__Dataset entries__

──────

//! Error types for range tracking and document sessions.
//!
//! Nearly everything here is a contract violation: the ops we were handed don't line up with the
//! document or the tracked ranges. Once that happens the range state can't be trusted anymore,
//! and the only sane recovery is for the caller to throw the session away and reload it.

use thiserror::Error;
use smartstring::alias::String as SmartString;

#[derive(Error, Debug, Clone, PartialEq, Eq)]
#[non_exhaustive]
pub enum RangesError {
    /// A delete op removed text which doesn't match what's actually there. Either the document
    /// text, or the tracked insert / delete it overlaps.
    #[error("deletion does not match text in document at {pos}")]
    DeleteMismatch { pos: usize },

    /// A delete op overlapped a comment, but the deleted text doesn't match the comment.
    #[error("deleted content does not match comment content (comment {comment_id})")]
    CommentMismatch { comment_id: SmartString },

    /// Found by `validate`: a tracked insert doesn't match the document text.
    #[error("insertion does not match text in document (change {change_id})")]
    InsertMismatch { change_id: SmartString },

    /// Found by `validate`: a comment doesn't match the document text.
    #[error("comment does not match text in document (comment {comment_id})")]
    CommentTextMismatch { comment_id: SmartString },

    /// An op names a position past the end of the document.
    #[error("op position {pos} is past the end of the document (length {len})")]
    PositionOutOfBounds { pos: usize, len: usize },

    /// Updates must arrive one at a time, in version order.
    #[error("version mismatch: expected {expected}, got {actual}")]
    VersionMismatch { expected: u64, actual: u64 },

    /// Recording a batch of zero ops would corrupt downstream version counters.
    #[error("refusing to record an empty batch of ops")]
    EmptyBatch,

    #[error("document is too large ({len} chars, limit {max})")]
    DocTooLarge { len: usize, max: usize },
}

pub type Result<T, E = RangesError> = std::result::Result<T, E>;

──────

__Exercise prompt__
The entries above must be returned in full, exactly as shown.

__Answer to the problem__
//! Error types for range tracking and document sessions.
//!
//! Nearly everything here is a contract violation: the ops we were handed don't line up with the
//! document or the tracked ranges. Once that happens the range state can't be trusted anymore,
//! and the only sane recovery is for the caller to throw the session away and reload it.

use thiserror::Error;
use smartstring::alias::String as SmartString;

#[derive(Error, Debug, Clone, PartialEq, Eq)]
#[non_exhaustive]
pub enum RangesError {
    /// A delete op removed text which doesn't match what's actually there. Either the document
    /// text, or the tracked insert / delete it overlaps.
    #[error("deletion does not match text in document at {pos}")]
    DeleteMismatch { pos: usize },

    /// A delete op overlapped a comment, but the deleted text doesn't match the comment.
    #[error("deleted content does not match comment content (comment {comment_id})")]
    CommentMismatch { comment_id: SmartString },

    /// Found by `validate`: a tracked insert doesn't match the document text.
    #[error("insertion does not match text in document (change {change_id})")]
    InsertMismatch { change_id: SmartString },

    /// Found by `validate`: a comment doesn't match the document text.
    #[error("comment does not match text in document (comment {comment_id})")]
    CommentTextMismatch { comment_id: SmartString },

    /// An op names a position past the end of the document.
    #[error("op position {pos} is past the end of the document (length {len})")]
    PositionOutOfBounds { pos: usize, len: usize },

    /// Updates must arrive one at a time, in version order.
    #[error("version mismatch: expected {expected}, got {actual}")]
    VersionMismatch { expected: u64, actual: u64 },

    /// Recording a batch of zero ops would corrupt downstream version counters.
    #[error("refusing to record an empty batch of ops")]
    EmptyBatch,

    #[error("document is too large ({len} chars, limit {max})")]
    DocTooLarge { len: usize, max: usize },
}

pub type Result<T, E = RangesError> = std::result::Result<T, E>;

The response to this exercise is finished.